That's an interesting question. I was an undergraduate at Caltech and was allegedly studying mathematics, but I decided I wasn't that good at mathematics, and at the same time I drifted off into other areas. There was an economics teacher at Caltech named Alan Sweezy, who was the brother of Paul Sweezy. So Paul turned into a Marxist and edited the Monthly Review. Alan turned into an, I suppose, left Keynesian. He was denied tenure at Harvard (at least in part due to his politics), had some health issues, and ended up teaching out there in this California Institute of Technology. When I was a senior I took an economics class from him. It was basically reading The General Theory, and I think in retrospect that it sunk into some place deep down in my subconscious. Basically I got into economics because of him.

Which year was that?

Well, I graduated in 1962.

And after that?

Then I went off to Sweden for a year and was vacillating between economics and mathematics. I got married, then came back and studied economics at Harvard, mostly doing development economics at that stage.

Did you consider yourself to be a left-wing Keynesian at the time when you got your first job at MIT?

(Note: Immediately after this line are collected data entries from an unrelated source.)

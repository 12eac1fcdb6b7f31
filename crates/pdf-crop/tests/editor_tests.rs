use pdf_crop::*;
use proptest::prelude::*;

const PAGE: Size = Size {
    width: 600.0,
    height: 800.0,
};

fn p(x: f64, y: f64) -> Point {
    Point::new(x, y)
}

fn rect(l: f64, t: f64, r: f64, b: f64) -> CropRect {
    CropRect::new(l, t, r, b).unwrap()
}

fn edges(r: CropRect) -> [f64; 4] {
    r.into()
}

/// An editor holding `r`, viewed at zoom 1 with no pan
fn editor_with(r: CropRect) -> (RectEditor, Transform) {
    let mut editor = RectEditor::new(PAGE);
    editor.set_rect(Some(r));
    (editor, Transform::default())
}

fn gesture(editor: &mut RectEditor, t: &Transform, from: Point, to: Point) -> EditOutcome {
    editor.press(from, t);
    editor.drag(to, t);
    editor.release(to, t)
}

#[test]
fn test_draw_new_rect() {
    let mut editor = RectEditor::new(PAGE);
    let t = Transform::default();

    editor.press(p(300.0, 400.0), &t);
    assert!(matches!(editor.gesture(), Gesture::Drawing { .. }));
    editor.drag(p(100.0, 100.0), &t);
    assert_eq!(editor.display_rect().map(edges), Some([100.0, 100.0, 300.0, 400.0]));

    let outcome = editor.release(p(100.0, 100.0), &t);
    assert_eq!(outcome, EditOutcome::Committed(rect(100.0, 100.0, 300.0, 400.0)));
    assert!(editor.is_idle());
}

#[test]
fn test_drawing_is_clamped_to_page() {
    let mut editor = RectEditor::new(PAGE);
    let t = Transform::default();

    gesture(&mut editor, &t, p(500.0, 700.0), p(900.0, 1200.0));
    assert_eq!(editor.rect().map(edges), Some([500.0, 700.0, 600.0, 800.0]));
}

#[test]
fn test_click_without_drag_clears() {
    let (mut editor, t) = editor_with(rect(100.0, 100.0, 200.0, 200.0));

    let outcome = gesture(&mut editor, &t, p(400.0, 400.0), p(400.0, 400.0));
    assert_eq!(outcome, EditOutcome::Cleared);
    assert!(editor.rect().is_none());
}

#[test]
fn test_hit_test_prefers_corners() {
    let (editor, _) = editor_with(rect(100.0, 100.0, 300.0, 300.0));

    assert_eq!(editor.hit_test(p(101.0, 102.0), 4.0), Hit::Handle(Handle::TopLeft));
    assert_eq!(editor.hit_test(p(299.0, 298.0), 4.0), Hit::Handle(Handle::BottomRight));
    assert_eq!(editor.hit_test(p(200.0, 98.0), 4.0), Hit::Handle(Handle::Top));
    assert_eq!(editor.hit_test(p(302.0, 200.0), 4.0), Hit::Handle(Handle::Right));
    assert_eq!(editor.hit_test(p(200.0, 200.0), 4.0), Hit::Body);
    assert_eq!(editor.hit_test(p(50.0, 50.0), 4.0), Hit::Outside);
    assert_eq!(editor.hit_test(p(200.0, 305.0), 4.0), Hit::Outside);
}

#[test]
fn test_handle_margin_follows_zoom() {
    let (editor, _) = editor_with(rect(100.0, 100.0, 300.0, 300.0));

    // 4 view pixels at zoom 4 is one page unit
    let zoomed = Transform::new(Point::default(), 4.0);
    assert_eq!(editor.hit_test_view(p(400.0 - 3.0, 800.0), &zoomed), Hit::Handle(Handle::Left));
    assert_eq!(editor.hit_test_view(p(400.0 + 8.0, 800.0), &zoomed), Hit::Body);

    // and twenty page units at zoom 0.2
    let zoomed_out = Transform::new(Point::default(), 0.2);
    assert_eq!(editor.hit_test_view(p(20.0 + 3.0, 40.0), &zoomed_out), Hit::Handle(Handle::Left));
}

#[test]
fn test_drag_moves_rect() {
    let (mut editor, t) = editor_with(rect(100.0, 100.0, 200.0, 200.0));

    editor.press(p(150.0, 150.0), &t);
    assert!(matches!(editor.gesture(), Gesture::Dragging { .. }));
    editor.drag(p(170.0, 130.0), &t);
    let outcome = editor.release(p(170.0, 130.0), &t);

    assert_eq!(outcome, EditOutcome::Committed(rect(120.0, 80.0, 220.0, 180.0)));
}

#[test]
fn test_drag_stays_inside_page() {
    let (mut editor, t) = editor_with(rect(100.0, 100.0, 200.0, 200.0));

    gesture(&mut editor, &t, p(150.0, 150.0), p(-500.0, 5000.0));
    assert_eq!(editor.rect().map(edges), Some([0.0, 700.0, 100.0, 800.0]));
}

#[test]
fn test_resize_moves_only_owned_edges() {
    let (mut editor, t) = editor_with(rect(100.0, 100.0, 300.0, 300.0));

    editor.press(p(300.0, 200.0), &t);
    assert!(matches!(
        editor.gesture(),
        Gesture::Resizing {
            handle: Handle::Right,
            ..
        }
    ));
    editor.release(p(350.0, 250.0), &t);
    assert_eq!(editor.rect().map(edges), Some([100.0, 100.0, 350.0, 300.0]));

    gesture(&mut editor, &t, p(100.0, 100.0), p(50.0, 60.0));
    assert_eq!(editor.rect().map(edges), Some([50.0, 60.0, 350.0, 300.0]));
}

#[test]
fn test_resize_never_inverts() {
    let (mut editor, t) = editor_with(rect(100.0, 100.0, 300.0, 300.0));

    gesture(&mut editor, &t, p(100.0, 200.0), p(900.0, 200.0));
    let r = editor.rect().unwrap();
    assert!(r.left() < r.right());
    assert_eq!(r.right(), 300.0);
    assert_eq!(r.width(), constants::MIN_EXTENT);
}

#[test]
fn test_cancel_restores_previous_rect() {
    let original = rect(100.0, 100.0, 200.0, 200.0);
    let (mut editor, t) = editor_with(original);

    editor.press(p(150.0, 150.0), &t);
    editor.drag(p(400.0, 400.0), &t);
    editor.cancel();
    assert_eq!(editor.rect(), Some(original));
    assert!(editor.is_idle());

    editor.press(p(500.0, 500.0), &t);
    editor.drag(p(550.0, 550.0), &t);
    assert!(editor.rect().is_none());
    editor.cancel();
    assert_eq!(editor.rect(), Some(original));
}

#[test]
fn test_events_use_page_space() {
    let mut editor = RectEditor::new(PAGE);
    let t = Transform::new(Point::new(50.0, 20.0), 2.0);

    gesture(&mut editor, &t, p(250.0, 220.0), p(450.0, 420.0));
    assert_eq!(editor.rect().map(edges), Some([100.0, 100.0, 200.0, 200.0]));

    let (tl, br) = editor.view_rect(&t).unwrap();
    assert_eq!((tl, br), (p(250.0, 220.0), p(450.0, 420.0)));
}

#[test]
fn test_unchanged_when_nothing_moved() {
    let (mut editor, t) = editor_with(rect(100.0, 100.0, 200.0, 200.0));
    let outcome = gesture(&mut editor, &t, p(150.0, 150.0), p(150.0, 150.0));
    assert_eq!(outcome, EditOutcome::Unchanged);
}

#[test]
fn test_selection_links_parity_sizes() {
    let mut selection = CropSelection::new(PAGE);
    selection.set_link_parity_sizes(true);
    let t = Transform::default();

    let outcome = gesture(selection.editor_mut(Scope::Odd), &t, p(10.0, 10.0), p(110.0, 210.0));
    selection.after_edit(Scope::Odd, outcome);
    // Even had nothing: the whole rectangle is copied
    assert_eq!(selection.editor(Scope::Even).rect().map(edges), Some([10.0, 10.0, 110.0, 210.0]));

    selection.editor_mut(Scope::Even).set_rect(Some(rect(300.0, 300.0, 400.0, 500.0)));
    let outcome = gesture(selection.editor_mut(Scope::Odd), &t, p(110.0, 210.0), p(160.0, 260.0));
    selection.after_edit(Scope::Odd, outcome);
    // Even keeps its position and takes the new size
    assert_eq!(selection.editor(Scope::Even).rect().map(edges), Some([300.0, 300.0, 450.0, 550.0]));
}

#[test]
fn test_selection_without_link_keeps_parities_independent() {
    let mut selection = CropSelection::new(PAGE);
    let t = Transform::default();

    let outcome = gesture(selection.editor_mut(Scope::Odd), &t, p(10.0, 10.0), p(110.0, 210.0));
    selection.after_edit(Scope::Odd, outcome);
    assert!(selection.editor(Scope::Even).rect().is_none());
}

#[test]
fn test_scoped_rects_follow_view_mode() {
    let mut selection = CropSelection::new(PAGE);
    selection.editor_mut(Scope::All).set_rect(Some(rect(1.0, 2.0, 3.0, 4.0)));
    selection.editor_mut(Scope::Even).set_rect(Some(rect(5.0, 6.0, 7.0, 8.0)));

    assert_eq!(
        selection.scoped_rects(ViewMode::All),
        ScopedRects::All {
            rect: Some(rect(1.0, 2.0, 3.0, 4.0))
        }
    );
    assert_eq!(
        selection.scoped_rects(ViewMode::Split),
        ScopedRects::Parity {
            odd: None,
            even: Some(rect(5.0, 6.0, 7.0, 8.0))
        }
    );
}

#[test]
fn test_switching_overlay_carries_rect() {
    let mut selection = CropSelection::new(PAGE);
    selection.editor_mut(Scope::All).set_rect(Some(rect(10.0, 10.0, 50.0, 50.0)));

    selection.switch_overlay(ViewMode::All, ViewMode::Split);
    assert_eq!(selection.editor(Scope::Odd).rect(), Some(rect(10.0, 10.0, 50.0, 50.0)));
    assert!(selection.editor(Scope::Even).rect().is_none());

    selection.editor_mut(Scope::Odd).set_rect(Some(rect(20.0, 20.0, 60.0, 60.0)));
    selection.switch_overlay(ViewMode::Split, ViewMode::All);
    assert_eq!(selection.editor(Scope::All).rect(), Some(rect(20.0, 20.0, 60.0, 60.0)));
}

#[test]
fn test_switching_overlay_linked_sizes_even() {
    let mut selection = CropSelection::new(PAGE);
    selection.set_link_parity_sizes(true);
    selection.editor_mut(Scope::All).set_rect(Some(rect(10.0, 10.0, 50.0, 50.0)));

    // Empty even editor takes the whole rectangle
    selection.switch_overlay(ViewMode::All, ViewMode::Split);
    assert_eq!(selection.editor(Scope::Odd).rect(), Some(rect(10.0, 10.0, 50.0, 50.0)));
    assert_eq!(selection.editor(Scope::Even).rect(), Some(rect(10.0, 10.0, 50.0, 50.0)));

    // Existing even rectangle keeps its position and takes the new size
    selection.switch_overlay(ViewMode::Split, ViewMode::All);
    selection.editor_mut(Scope::All).set_rect(Some(rect(0.0, 0.0, 80.0, 60.0)));
    selection.editor_mut(Scope::Even).set_rect(Some(rect(100.0, 200.0, 120.0, 220.0)));
    selection.switch_overlay(ViewMode::All, ViewMode::OddOnly);
    assert_eq!(selection.editor(Scope::Odd).rect(), Some(rect(0.0, 0.0, 80.0, 60.0)));
    assert_eq!(selection.editor(Scope::Even).rect(), Some(rect(100.0, 200.0, 180.0, 260.0)));
}

#[test]
fn test_scoped_rects_in_points() {
    let rects = ScopedRects::All {
        rect: Some(rect(15.0, 30.0, 150.0, 300.0)),
    };
    assert_eq!(
        rects.in_points(1.5),
        ScopedRects::All {
            rect: Some(rect(10.0, 20.0, 100.0, 200.0))
        }
    );
}

#[derive(Debug, Clone)]
enum Step {
    Press(f64, f64),
    Drag(f64, f64),
    Release(f64, f64),
    Cancel,
}

fn step() -> impl Strategy<Value = Step> {
    let coord = || -200.0..1000.0f64;
    prop_oneof![
        (coord(), coord()).prop_map(|(x, y)| Step::Press(x, y)),
        (coord(), coord()).prop_map(|(x, y)| Step::Drag(x, y)),
        (coord(), coord()).prop_map(|(x, y)| Step::Release(x, y)),
        Just(Step::Cancel),
    ]
}

proptest! {
    #[test]
    fn prop_rect_is_valid_after_any_gesture_sequence(
        steps in prop::collection::vec(step(), 1..40),
        zoom in 0.1..8.0f64,
        pan_x in -300.0..300.0f64,
        pan_y in -300.0..300.0f64,
    ) {
        let mut editor = RectEditor::new(PAGE);
        let t = Transform::new(Point::new(pan_x, pan_y), zoom);

        for s in steps {
            match s {
                Step::Press(x, y) => editor.press(p(x, y), &t),
                Step::Drag(x, y) => editor.drag(p(x, y), &t),
                Step::Release(x, y) => {
                    editor.release(p(x, y), &t);
                }
                Step::Cancel => editor.cancel(),
            }
            if let Some(r) = editor.display_rect() {
                prop_assert!(r.left() < r.right() && r.top() < r.bottom());
                prop_assert!(r.left() >= 0.0 && r.top() >= 0.0);
                prop_assert!(r.right() <= PAGE.width && r.bottom() <= PAGE.height);
            }
        }
    }
}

Well, no, I did not at that time. What happened is that I was interested in development and thought I could save the world by working in developing countries, and that kind of thing, while I was studying at Harvard. So I worked on my thesis with Hollis Chenery, who was a well-known development economist at the time. Then, through the old boy network I got a job in Chile between 1968 and 1970, just before Allende got elected. I learned, more or less, how a highly inegalitarian developing country works and got interested in distribution issues when I was there. Then I came back, taught for a little while at Harvard, and then I got a job at MIT basically through the old boy network again.

Which year was that?

Oh, I can't remember exactly: in the early 1970s. Then my wife and I spent some time in Brazil and got some more lessons about developing countries there.

Still related to this career, at some point I suppose you felt uncomfortable at MIT?

Well, that was later.

I know this was much later. Is that why you moved to the New School?

Yeah, basically, but I didn't move to the New School till the 1990s. In the 1970s I was basically doing computer general equilibrium models because that came out of the Chenery school. I was trying to make sense in terms of macro theory about how I thought developing countries worked. So I wrote a few books basically trying to refine that view.

Let me come to these books. I know you did some work on general equilibrium theory, well, computable general theory.

Yes, not theory but models.

The computable ones. In 1983 you published a book, the title of which was something like Structuralist Macroeconomics …

Well, the very first book was Macro Models for Developing Economies, and that was in 1979.

The 1983 book was the one where you introduced Kaleckian models, claiming that while they were perhaps not valid for the developed world, they were certainly valid for the less developed countries.

Very possible I said that.

The words ‘Structuralist Macroeconomic Theory’ and ‘Structuralist Proposals’ appear again in the subtitles of your 1991 and 2004 books.

The latter was the book Reconstructing Macroeconomics.

Right, when you were restructuring macroeconomics. Why use this word ‘structuralist’, is it because it is related to the Latin American structuralist school?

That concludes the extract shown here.